A few weeks ago I decided it was time to see the Louvre, so I booked the train and in this approaching week, have been stupidly excited about it.
I wasn’t exactly excited about getting up at 5:45am on Saturday morning to go to St. Pancras to catch my train, I was, in fact, decidedly tired. Well, I got over it and when I arrived at Gare du Nord, I took the Metro to Cite, paid Notre Dame a quick visit, ran across Pont Neuf and almost without further distraction made it to the glass pyramid, the main entrance of the Louvre to stand in line.
I was almost literally over the moon, went nuts with my camera and thought to myself that nobody should be this excited about going to a museum. Must be the geek in me, or is it the nerd?
After an initial orientation, I dropped my backpack off and visited almost the entire museum. One could quite easily spend an entire day at the museum. And still wouldn’t have seen all of it, if half. The building complex is gigantic. Due to part closures the wings aren’t exactly easily accessible either and I had to run up and down the stairs numerous times in order to move between wings.
Needless to say that quite a number of muscles in my thighs are aching today that I seem to have forgotten exist. The lesson to be learned here is obviously that I need to climb stairs more often.
The building map that you can get for free gives you a number of highlights on each floor in each wing. I managed to see 90% of those highlights, only skipping those I truly wasn’t interested in.
I saw the Mona Lisa from afar. I had no inclination to wrestle with the masses in front of her, held back only by a feeble looking barrier. I got a sideways glance at her and moved on.
I couldn’t help thinking that it might not even be the original, if you believe the movies that is, which would then be kept in the vaults. I would’ve liked to see her closer up, not because of her fame, but for her creator, if it truly was the master himself, who painted her.
I spent four hours skipping around not just centuries of human art and history, but millennia. I wandered through the Egyptian collection, Greek sculptures, met Rembrandt, sighed over Caspar David Friedrich and marvelled at Jaques Louis David.
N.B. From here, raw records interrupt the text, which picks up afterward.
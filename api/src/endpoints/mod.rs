//! Endpoint methods on [`ApiClient`](crate::ApiClient), one module per
//! backend resource.
//!
//! Each method builds its [`ApiRequest`](crate::ApiRequest) and delegates
//! to [`ApiClient::call`](crate::ApiClient::call) or
//! [`ApiClient::acknowledge`](crate::ApiClient::acknowledge).

mod analytics;
mod catalog;
mod events;
mod notifications;
mod organizers;
mod payments;
mod ticket_types;
mod tickets;
mod users;

/// Percent-encode one path segment so an id cannot add segments or a query
fn segment(value: &str) -> String {
    urlencoding::encode(value).into_owned()
}
use super::segment;
use crate::{
    ApiClient, ApiError,
    transport::ApiRequest,
    types::{InitiatePaymentRequest, Payment, PaymentId, PaymentInitiation},
};

impl ApiClient {
    /// `POST /payments/initiate`
    ///
    /// # Errors
    ///
    /// See [`ApiClient::call`].
    pub async fn initiate_payment(
        &self,
        request: &InitiatePaymentRequest,
    ) -> Result<PaymentInitiation, ApiError> {
        self.call(ApiRequest::post("/payments/initiate").json(request)?)
            .await
    }

    /// `GET /payments/my-payments`
    ///
    /// # Errors
    ///
    /// See [`ApiClient::call`].
    pub async fn my_payments(&self) -> Result<Vec<Payment>, ApiError> {
        self.call(ApiRequest::get("/payments/my-payments")).await
    }

    /// `GET /payments/{id}`
    ///
    /// # Errors
    ///
    /// See [`ApiClient::call`].
    pub async fn get_payment(&self, id: &PaymentId) -> Result<Payment, ApiError> {
        let id = segment(id.as_str());
        self.call(ApiRequest::get(format!("/payments/{id}"))).await
    }
}
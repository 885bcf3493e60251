use super::OrganizerId;
use serde::{Deserialize, Serialize};

/// Public organizer profile
#[derive(Debug, Clone, PartialEq, Eq, Serialize, Deserialize)]
#[serde(rename_all = "camelCase")]
pub struct Organizer {
    /// Identifier
    pub id: OrganizerId,
    /// Organization name
    pub name: String,
    /// About text
    pub description: Option<String>,
    /// Contact address
    pub contact_email: Option<String>,
    /// Logo URL
    pub logo_url: Option<String>,
    /// Vetted by the platform
    #[serde(default, alias = "isVerified")]
    pub verified: bool,
}
//! Features: view state for each screen
//!
//! A feature is a state made of independent `Option<Resource<T>>` slots
//! (`None` until first requested), an action enum with one request per
//! operation and one `*Updated` action per slot, and a reducer.
//!
//! Every read is a cancellable stream effect keyed by its slot, so asking
//! for a slot again replaces the request still in flight for that slot and
//! leaves the other slots alone. Writes are never superseded: each one runs
//! to completion even when another write lands in the same slot first. Owning
//! the feature's store through a [`gatepass_runtime::ScopedStore`] abandons
//! both kinds when the screen goes away.

use crate::repository::ResourceStream;
use futures::StreamExt;
use gatepass_core::Resource;
use gatepass_core::effect::{Effect, EffectId};

pub mod account;
pub mod browse;
pub mod check_in;
pub mod checkout;
pub mod dashboard;
pub mod event_detail;
pub mod notifications;
pub mod organizer;
pub mod tickets;

/// Feed a repository stream into a slot, replacing any fetch running under `id`
pub fn fetch<T, A, F>(id: EffectId, stream: ResourceStream<T>, wrap: F) -> Effect<A>
where
    T: Send + 'static,
    A: Send + 'static,
    F: Fn(Resource<T>) -> A + Send + 'static,
{
    Effect::Stream(Box::pin(stream.map(wrap))).cancellable(id)
}

/// Feed a write's stream into a slot without a cancellation key
///
/// The slot shows whichever write reported last; none of them is aborted
/// before its request is sent.
pub fn perform<T, A, F>(stream: ResourceStream<T>, wrap: F) -> Effect<A>
where
    T: Send + 'static,
    A: Send + 'static,
    F: Fn(Resource<T>) -> A + Send + 'static,
{
    Effect::Stream(Box::pin(stream.map(wrap)))
}
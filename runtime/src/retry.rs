//! Retry policies and bounded polling.
//!
//! The client never retries ordinary requests; a failed fetch waits for the
//! user to try again. The one exception is work the server finishes
//! asynchronously (payment settlement), which is polled with
//! [`poll_until`] under a [`RetryPolicy`].
//!
//! # Example
//!
//! ```rust
//! use gatepass_runtime::retry::{Backoff, RetryPolicy};
//! use std::time::Duration;
//!
//! let policy = RetryPolicy::builder()
//!     .max_attempts(5)
//!     .initial_delay(Duration::from_secs(2))
//!     .max_delay(Duration::from_secs(10))
//!     .backoff(Backoff::Linear)
//!     .build();
//!
//! assert_eq!(policy.delay_for_attempt(1), Duration::from_secs(2));
//! assert_eq!(policy.delay_for_attempt(2), Duration::from_secs(4));
//! assert_eq!(policy.delay_for_attempt(9), Duration::from_secs(10));
//! ```

use std::fmt::Display;
use std::future::Future;
use std::time::Duration;
use tokio::time::sleep;

/// How the wait between attempts grows
#[derive(Debug, Clone, Copy, PartialEq)]
pub enum Backoff {
    /// Same delay after every attempt
    Fixed,
    /// `initial_delay * n` after attempt `n`
    Linear,
    /// `initial_delay * multiplier^(n - 1)` after attempt `n`
    Exponential {
        /// Growth factor per attempt
        multiplier: f64,
    },
}

/// Retry policy configuration
///
/// # Default Values
///
/// - `max_attempts`: 5
/// - `initial_delay`: 2 seconds
/// - `max_delay`: 10 seconds
/// - `backoff`: linear
/// - `jitter`: off
#[derive(Debug, Clone, PartialEq)]
pub struct RetryPolicy {
    max_attempts: u32,
    initial_delay: Duration,
    max_delay: Duration,
    backoff: Backoff,
    jitter: bool,
}

impl Default for RetryPolicy {
    fn default() -> Self {
        Self::new()
    }
}

impl RetryPolicy {
    /// Create a policy with the default settings
    #[must_use]
    pub const fn new() -> Self {
        Self {
            max_attempts: 5,
            initial_delay: Duration::from_secs(2),
            max_delay: Duration::from_secs(10),
            backoff: Backoff::Linear,
            jitter: false,
        }
    }

    /// Create a new policy builder.
    #[must_use]
    pub const fn builder() -> RetryPolicyBuilder {
        RetryPolicyBuilder {
            policy: Self::new(),
        }
    }

    /// Maximum number of attempts, including the first
    #[must_use]
    pub const fn max_attempts(&self) -> u32 {
        self.max_attempts
    }

    /// Base delay the backoff grows from
    #[must_use]
    pub const fn initial_delay(&self) -> Duration {
        self.initial_delay
    }

    /// Cap on any single delay
    #[must_use]
    pub const fn max_delay(&self) -> Duration {
        self.max_delay
    }

    /// Growth strategy
    #[must_use]
    pub const fn backoff(&self) -> Backoff {
        self.backoff
    }

    /// Check if another attempt is allowed after `attempt` attempts
    #[must_use]
    pub const fn should_retry(&self, attempt: u32) -> bool {
        attempt < self.max_attempts
    }

    /// Delay to wait after attempt `attempt` (1-based) before the next one
    ///
    /// Returns zero for attempt 0: nothing waits before the first attempt.
    /// The result never exceeds `max_delay`. With jitter enabled the delay
    /// is scaled by a random factor in `0.5..=1.0`.
    #[must_use]
    pub fn delay_for_attempt(&self, attempt: u32) -> Duration {
        if attempt == 0 {
            return Duration::ZERO;
        }

        let base = match self.backoff {
            Backoff::Fixed => self.initial_delay,
            Backoff::Linear => self.initial_delay.saturating_mul(attempt),
            Backoff::Exponential { multiplier } => {
                let exponent = i32::try_from(attempt - 1).unwrap_or(i32::MAX);
                let secs = self.initial_delay.as_secs_f64() * multiplier.powi(exponent);
                Duration::try_from_secs_f64(secs).unwrap_or(self.max_delay)
            },
        };

        let capped = base.min(self.max_delay);

        if self.jitter {
            use rand::Rng;
            let factor = rand::thread_rng().gen_range(0.5..=1.0);
            capped.mul_f64(factor)
        } else {
            capped
        }
    }
}

/// Builder for [`RetryPolicy`].
#[derive(Debug, Clone)]
pub struct RetryPolicyBuilder {
    policy: RetryPolicy,
}

impl RetryPolicyBuilder {
    /// Set maximum number of attempts (including the first).
    #[must_use]
    pub const fn max_attempts(mut self, attempts: u32) -> Self {
        self.policy.max_attempts = attempts;
        self
    }

    /// Set the base delay.
    #[must_use]
    pub const fn initial_delay(mut self, delay: Duration) -> Self {
        self.policy.initial_delay = delay;
        self
    }

    /// Set the cap on any single delay.
    #[must_use]
    pub const fn max_delay(mut self, delay: Duration) -> Self {
        self.policy.max_delay = delay;
        self
    }

    /// Set the growth strategy.
    #[must_use]
    pub const fn backoff(mut self, backoff: Backoff) -> Self {
        self.policy.backoff = backoff;
        self
    }

    /// Randomise delays to spread out clients polling the same endpoint.
    #[must_use]
    pub const fn jitter(mut self, jitter: bool) -> Self {
        self.policy.jitter = jitter;
        self
    }

    /// Build the [`RetryPolicy`].
    #[must_use]
    pub const fn build(self) -> RetryPolicy {
        self.policy
    }
}

/// Result of [`poll_until`]
#[derive(Debug, Clone, PartialEq)]
pub enum PollOutcome<T, E> {
    /// The check produced a value
    Resolved {
        /// What the check returned
        value: T,
        /// Attempts made, including the resolving one
        attempts: u32,
    },
    /// Every attempt was used without a value
    Exhausted {
        /// Attempts made
        attempts: u32,
        /// Error from the most recent failing check, if any failed
        last_error: Option<E>,
    },
}

/// Run `check` until it yields a value or the policy runs out of attempts
///
/// `check` receives the 1-based attempt number and returns:
/// - `Ok(Some(value))` to stop early,
/// - `Ok(None)` to keep polling,
/// - `Err(error)` for a failed check, which is logged and polling continues.
///
/// Attempt `n + 1` starts `policy.delay_for_attempt(n)` after attempt `n`
/// finished; the first attempt starts immediately.
pub async fn poll_until<F, Fut, T, E>(policy: &RetryPolicy, mut check: F) -> PollOutcome<T, E>
where
    F: FnMut(u32) -> Fut,
    Fut: Future<Output = Result<Option<T>, E>>,
    E: Display,
{
    let mut last_error = None;
    let mut attempt = 0;

    while policy.should_retry(attempt) {
        if attempt > 0 {
            let delay = policy.delay_for_attempt(attempt);
            tracing::debug!(attempt, delay_ms = delay.as_millis(), "Waiting before next poll");
            sleep(delay).await;
        }
        attempt += 1;

        match check(attempt).await {
            Ok(Some(value)) => {
                tracing::debug!(attempt, "Poll resolved");
                return PollOutcome::Resolved {
                    value,
                    attempts: attempt,
                };
            },
            Ok(None) => {
                tracing::debug!(attempt, "Poll not settled yet");
            },
            Err(error) => {
                tracing::warn!(attempt, error = %error, "Poll attempt failed");
                last_error = Some(error);
            },
        }
    }

    tracing::warn!(attempts = attempt, "Polling exhausted");
    PollOutcome::Exhausted {
        attempts: attempt,
        last_error,
    }
}
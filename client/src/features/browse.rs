//! Home screen: event list, featured carousel and filter reference data

use super::fetch;
use crate::environment::ClientEnvironment;
use gatepass_api::types::{Category, Event, EventFilter, Location};
use gatepass_core::effect::{Effect, EffectId};
use gatepass_core::reducer::Reducer;
use gatepass_core::Resource;
use gatepass_runtime::{ScopedStore, Store};
use smallvec::{SmallVec, smallvec};

/// Slot of the filtered event list
pub const EVENTS: EffectId = EffectId::new("browse.events");
/// Slot of the featured carousel
pub const FEATURED: EffectId = EffectId::new("browse.featured");
/// Slot of the category list
pub const CATEGORIES: EffectId = EffectId::new("browse.categories");
/// Slot of the location list
pub const LOCATIONS: EffectId = EffectId::new("browse.locations");

/// What the home screen shows
#[derive(Clone, Debug, Default, PartialEq)]
pub struct BrowseState {
    /// Filter the event list was last requested with
    pub filter: EventFilter,
    /// Events matching `filter`
    pub events: Option<Resource<Vec<Event>>>,
    /// Featured carousel
    pub featured: Option<Resource<Vec<Event>>>,
    /// Categories for the filter sheet
    pub categories: Option<Resource<Vec<Category>>>,
    /// Locations for the filter sheet
    pub locations: Option<Resource<Vec<Location>>>,
}

/// Home screen actions
#[derive(Clone, Debug, PartialEq)]
pub enum BrowseAction {
    /// Load events matching a filter, replacing any list request in flight
    Search(EventFilter),
    /// Load the featured carousel
    LoadFeatured,
    /// Load categories and locations
    LoadCatalog,
    /// Reload the list with the current filter, and the carousel
    Refresh,
    /// Event list state changed
    EventsUpdated(Resource<Vec<Event>>),
    /// Featured carousel state changed
    FeaturedUpdated(Resource<Vec<Event>>),
    /// Category list state changed
    CategoriesUpdated(Resource<Vec<Category>>),
    /// Location list state changed
    LocationsUpdated(Resource<Vec<Location>>),
}

/// Reducer for the home screen
#[derive(Clone, Copy, Debug, Default)]
pub struct BrowseReducer;

impl BrowseReducer {
    /// Create the reducer
    #[must_use]
    pub const fn new() -> Self {
        Self
    }
}

impl Reducer for BrowseReducer {
    type State = BrowseState;
    type Action = BrowseAction;
    type Environment = ClientEnvironment;

    fn reduce(
        &self,
        state: &mut BrowseState,
        action: BrowseAction,
        env: &ClientEnvironment,
    ) -> SmallVec<[Effect<BrowseAction>; 4]> {
        match action {
            BrowseAction::Search(filter) => {
                state.filter = filter.clone();
                smallvec![fetch(EVENTS, env.events.events(filter), BrowseAction::EventsUpdated)]
            },
            BrowseAction::LoadFeatured => smallvec![fetch(
                FEATURED,
                env.events.featured_events(),
                BrowseAction::FeaturedUpdated
            )],
            BrowseAction::LoadCatalog => smallvec![
                fetch(CATEGORIES, env.catalog.categories(), BrowseAction::CategoriesUpdated),
                fetch(LOCATIONS, env.catalog.locations(), BrowseAction::LocationsUpdated),
            ],
            BrowseAction::Refresh => smallvec![
                fetch(
                    EVENTS,
                    env.events.events(state.filter.clone()),
                    BrowseAction::EventsUpdated
                ),
                fetch(FEATURED, env.events.featured_events(), BrowseAction::FeaturedUpdated),
            ],
            BrowseAction::EventsUpdated(resource) => {
                state.events = Some(resource);
                smallvec![Effect::None]
            },
            BrowseAction::FeaturedUpdated(resource) => {
                state.featured = Some(resource);
                smallvec![Effect::None]
            },
            BrowseAction::CategoriesUpdated(resource) => {
                state.categories = Some(resource);
                smallvec![Effect::None]
            },
            BrowseAction::LocationsUpdated(resource) => {
                state.locations = Some(resource);
                smallvec![Effect::None]
            },
        }
    }
}

/// Store for the home screen
pub type BrowseStore = Store<BrowseState, BrowseAction, ClientEnvironment, BrowseReducer>;

/// Create a home screen store owned by the caller
#[must_use]
pub fn scoped(
    env: ClientEnvironment,
) -> ScopedStore<BrowseState, BrowseAction, ClientEnvironment, BrowseReducer> {
    ScopedStore::new(Store::new(BrowseState::default(), BrowseReducer::new(), env))
}

#[cfg(test)]
mod tests {
    use super::*;
    use crate::features::test_support;
    use gatepass_api::types::CategoryId;
    use gatepass_testing::{ReducerTest, assertions};

    #[test]
    fn search_remembers_filter_and_keys_the_list_slot() {
        let (_, env) = test_support::environment();
        let filter = EventFilter {
            search: Some("jazz".to_string()),
            category_id: Some(CategoryId::new("music")),
            ..EventFilter::default()
        };

        ReducerTest::new(BrowseReducer::new())
            .with_env(env)
            .given_state(BrowseState::default())
            .when_action(BrowseAction::Search(filter.clone()))
            .then_state(move |state| {
                assert_eq!(state.filter, filter);
                assert!(state.events.is_none());
            })
            .then_effects(|effects| {
                assertions::assert_effects_count(effects, 1);
                assertions::assert_has_cancellable_effect(effects, EVENTS);
            })
            .run();
    }

    #[test]
    fn catalog_loads_two_independent_slots() {
        let (_, env) = test_support::environment();

        ReducerTest::new(BrowseReducer::new())
            .with_env(env)
            .given_state(BrowseState::default())
            .when_action(BrowseAction::LoadCatalog)
            .then_effects(|effects| {
                assertions::assert_effects_count(effects, 2);
                assertions::assert_has_cancellable_effect(effects, CATEGORIES);
                assertions::assert_has_cancellable_effect(effects, LOCATIONS);
            })
            .run();
    }

    #[test]
    fn updates_write_only_their_slot() {
        let (_, env) = test_support::environment();

        ReducerTest::new(BrowseReducer::new())
            .with_env(env)
            .given_state(BrowseState::default())
            .when_action(BrowseAction::FeaturedUpdated(Resource::Loading))
            .when_action(BrowseAction::EventsUpdated(Resource::Error(
                "Failed to load events".to_string(),
            )))
            .then_state(|state| {
                assert_eq!(state.featured, Some(Resource::Loading));
                assert_eq!(
                    state.events,
                    Some(Resource::Error("Failed to load events".to_string()))
                );
                assert!(state.categories.is_none());
            })
            .then_effects(assertions::assert_no_effects)
            .run();
    }
}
And then there was the Louvre itself. The building complex is utterly remarkable. I posted some impressions of it over on Tumblr last night. I just loved wandering through the halls. When I used my camera, it was more to capture the architecture than get a photo of the Venus of Milo, though I did that, too.
Sufficient to say I need to go back.
If I lived in Paris, I would come here every other weekend, visit one part of the museum at a time in order to get to know all areas as well as they deserve to be known. In four hours I practically flew through the exhibition. I saw everything and nothing, only paused here and there when something in particular captured me.
But there is so much more to discover, so many things that will take your breath away.
The length and width, the breadth and depth of art that human kind is capable of is astonishing.
How this is true for the same species that causes so much willful destruction is utterly beyond me. Sadly, fewer men and women seem to create art than wage war. Or they do neither, instead look the other way, because war doesn’t bother them and art doesn’t inspire them.
Of course reality isn’t that black and white, but when you look at so much “white” everything else seems to be “black”.
What a curious species we are.
Anyway, next weekend I’m going to the British Museum, because it’s been too many years since I went and it’s quite the English counterpart of the Louvre. If I can’t go back to the Louvre anytime soon, I will at least appreciate what I have at my doorstep.